História, arquitetura, gastronomia e natureza a 80km de Curitiba

Já falamos do trajeto pela Estrada da Graciosa até Antonina na parte 1 e já falamos um pouco da história da cidade e do que vimos nela na parte 2. Agora está na hora de falar de comida e de como fazer a digestão! Confesso que meu espírito gordinho está indo à loucura lembrando da casquinha de siri que comemos lá! Mas antes vou falar um pouquinho do local que escolhemos pra comer.

Restaurante Caçarola do Joca

(Foto: Luiza Nascimento Mendonça)

Este restaurante de quase 40 anos de história não conta mais com o comando do Joca (Joaquim Carlos Alcobas), que faleceu em junho de 2008 – hoje quem toma conta são suas filhas, Jamylle e Ramsa Alcobas. Pelos relatos, o Joca era O Cara! Em 1981, o paulistano recém-chegado a Antonina comprou o antigo casarão de uma imigrante belga e não demorou para se espalhar a boa fama da sua cozinha. Uma pessoa de extrema simpatia que, com a colaboração e o talento de sua mulher, Jurema, conquistou a clientela fácil, fácil! Dá pra ter uma ideia pela decoração do ambiente, feita dos tantos presentes ganhos dos clientes; é uma variedade grande de enfeites e até o papagaio que está lá ele ganhou!

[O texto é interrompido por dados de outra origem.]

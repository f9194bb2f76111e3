//! In-process permission authority.
//!
//! Backs tests and single-node embeddings. Behaves like the remote authority
//! for the calls the core makes: grants are keyed by `(topic, id)` and writes
//! to unregistered topics are rejected.

use super::{AuthorityError, AuthorityResult, PermissionAuthority};
use crate::model::caller::Caller;
use crate::model::permission::{PageOptions, Permission, ResourcePermissions, TopicRegistration};
use async_trait::async_trait;
use std::collections::{BTreeMap, BTreeSet};
use std::sync::atomic::{AtomicBool, AtomicU64, Ordering};
use std::sync::{Mutex, MutexGuard};

#[derive(Default)]
struct AuthorityState {
    topics: BTreeSet<String>,
    resources: BTreeMap<String, BTreeMap<String, ResourcePermissions>>,
}

/// Thread-safe in-memory authority with failure injection.
#[derive(Default)]
pub struct InMemoryAuthority {
    state: Mutex<AuthorityState>,
    unavailable: AtomicBool,
    failures_remaining: AtomicU64,
}

impl InMemoryAuthority {
    pub fn new() -> Self {
        Self::default()
    }

    /// Makes every call fail until switched back.
    pub fn set_unavailable(&self, unavailable: bool) {
        self.unavailable.store(unavailable, Ordering::SeqCst);
    }

    /// Makes the next `count` calls fail.
    pub fn fail_next(&self, count: u64) {
        self.failures_remaining.store(count, Ordering::SeqCst);
    }

    /// Ids with a grant entry under `topic`.
    pub fn resource_ids(&self, topic: &str) -> BTreeSet<String> {
        self.lock()
            .map(|state| {
                state
                    .resources
                    .get(topic)
                    .map(|resources| resources.keys().cloned().collect())
                    .unwrap_or_default()
            })
            .unwrap_or_default()
    }

    pub fn is_topic_registered(&self, topic: &str) -> bool {
        self.lock()
            .map(|state| state.topics.contains(topic))
            .unwrap_or(false)
    }

    fn lock(&self) -> AuthorityResult<MutexGuard<'_, AuthorityState>> {
        self.state
            .lock()
            .map_err(|_| AuthorityError::Unavailable("authority state lock poisoned".to_string()))
    }

    /// Applies injected failures before touching state.
    fn guard(&self) -> AuthorityResult<MutexGuard<'_, AuthorityState>> {
        if self.unavailable.load(Ordering::SeqCst) {
            return Err(AuthorityError::Unavailable("injected outage".to_string()));
        }
        let consumed = self
            .failures_remaining
            .fetch_update(Ordering::SeqCst, Ordering::SeqCst, |remaining| {
                remaining.checked_sub(1)
            })
            .is_ok();
        if consumed {
            return Err(AuthorityError::Unavailable("injected failure".to_string()));
        }
        self.lock()
    }
}

fn caller_allowed(
    permissions: &ResourcePermissions,
    caller: &Caller,
    permission: Permission,
) -> bool {
    caller.is_admin()
        || permissions.allows(&caller.user_id, &caller.groups, &caller.roles, permission)
}

fn paginate(ids: impl Iterator<Item = String>, page: PageOptions) -> Vec<String> {
    let skipped = ids.skip(usize::try_from(page.offset).unwrap_or(usize::MAX));
    if page.limit == 0 {
        skipped.collect()
    } else {
        skipped
            .take(usize::try_from(page.limit).unwrap_or(usize::MAX))
            .collect()
    }
}

#[async_trait]
impl PermissionAuthority for InMemoryAuthority {
    async fn set_topic(&self, registration: &TopicRegistration) -> AuthorityResult<()> {
        let mut state = self.guard()?;
        state.topics.insert(registration.id.clone());
        Ok(())
    }

    async fn check_permission(
        &self,
        caller: &Caller,
        topic: &str,
        id: &str,
        permission: Permission,
    ) -> AuthorityResult<bool> {
        let state = self.guard()?;
        Ok(state
            .resources
            .get(topic)
            .and_then(|resources| resources.get(id))
            .is_some_and(|permissions| caller_allowed(permissions, caller, permission)))
    }

    async fn check_multiple_permissions(
        &self,
        caller: &Caller,
        topic: &str,
        ids: &[String],
        permission: Permission,
    ) -> AuthorityResult<BTreeMap<String, bool>> {
        let state = self.guard()?;
        let resources = state.resources.get(topic);
        Ok(ids
            .iter()
            .map(|id| {
                let allowed = resources
                    .and_then(|resources| resources.get(id))
                    .is_some_and(|permissions| caller_allowed(permissions, caller, permission));
                (id.clone(), allowed)
            })
            .collect())
    }

    async fn list_accessible_resource_ids(
        &self,
        caller: &Caller,
        topic: &str,
        page: PageOptions,
        permission: Permission,
    ) -> AuthorityResult<Vec<String>> {
        let state = self.guard()?;
        let Some(resources) = state.resources.get(topic) else {
            return Ok(Vec::new());
        };
        let accessible = resources
            .iter()
            .filter(|(_, permissions)| caller_allowed(permissions, caller, permission))
            .map(|(id, _)| id.clone());
        Ok(paginate(accessible, page))
    }

    async fn admin_list_resource_ids(
        &self,
        topic: &str,
        page: PageOptions,
    ) -> AuthorityResult<Vec<String>> {
        let state = self.guard()?;
        if !state.topics.contains(topic) {
            return Err(AuthorityError::UnknownTopic(topic.to_string()));
        }
        let ids = state
            .resources
            .get(topic)
            .map(|resources| resources.keys().cloned().collect::<Vec<_>>())
            .unwrap_or_default();
        Ok(paginate(ids.into_iter(), page))
    }

    async fn get_resource(
        &self,
        topic: &str,
        id: &str,
    ) -> AuthorityResult<Option<ResourcePermissions>> {
        let state = self.guard()?;
        Ok(state
            .resources
            .get(topic)
            .and_then(|resources| resources.get(id))
            .cloned())
    }

    async fn set_permission(
        &self,
        topic: &str,
        id: &str,
        permissions: &ResourcePermissions,
    ) -> AuthorityResult<()> {
        let mut state = self.guard()?;
        if !state.topics.contains(topic) {
            return Err(AuthorityError::UnknownTopic(topic.to_string()));
        }
        state
            .resources
            .entry(topic.to_string())
            .or_default()
            .insert(id.to_string(), permissions.clone());
        Ok(())
    }

    async fn remove_resource(&self, topic: &str, id: &str) -> AuthorityResult<()> {
        let mut state = self.guard()?;
        if let Some(resources) = state.resources.get_mut(topic) {
            resources.remove(id);
        }
        Ok(())
    }
}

Os presentes dos clientes que servem como decoração do restaurante dividem espaço com fotos de artistas e políticos nas paredes. (Foto: Rafael Belli Soares)

(Foto: Rafael Belli Soares)

Mas claro que nenhum restaurante vive só da simpatia do dono, tem que ter aquela coisa boa… Aquele detalhezinho bom… Aquele diferencial… Esqueci o nome… É… Como é mesmo o nome?! Ah, lembrei! … Comida!! Ahhhh e que comida (por favor, não maliciem!)! Os pratos são feitos com muito capricho e são muito bem servidos. Aliás, a verdade é que a razão do nosso passeio foi a casquinha de siri que eles servem, a melhor do mundo. Todas as outras coisas que fizemos no dia foi consequência. 76km por uma casquinha se siri. Vale.

De prato principal pedimos peixes variados (robalo, linguado) com molho de camarão e lula – estávamos com amigos, então dividimos e provamos um pouco de tudo; tudo delicioso. Os valores não são dos mais baratos, mas como os pratos servem 3 pessoas, o custo-benefício fica justo. Dizem que um dos carros-chefes deles é o barreado, prato típico da região, mas nesse dia, acho que por causa do calor, não estavam servindo.

Casquinha de siri, molho de camarão, molho de ostras e peixe. (Fotos: Rafael Belli Soares)

Adendo: além da comida, também é possível comprar acessórios como os que eles servem na mesa. O pequeno espremedor de limão é genial!!

(Fotos: Rafael Belli Soares)

(Fotos: Luiza Nascimento Mendonça)

A Caçarola do Joca atualmente fica aberta somente nos finais de semana e feriados. Para mais informações, clique aqui.

Outros imperdíveis em Antonina

Da Caçarola nós tocamos em frente – em seguida conto. Antes disso, não posso deixar de mencionar dois, ou três, clássicos de Antonina.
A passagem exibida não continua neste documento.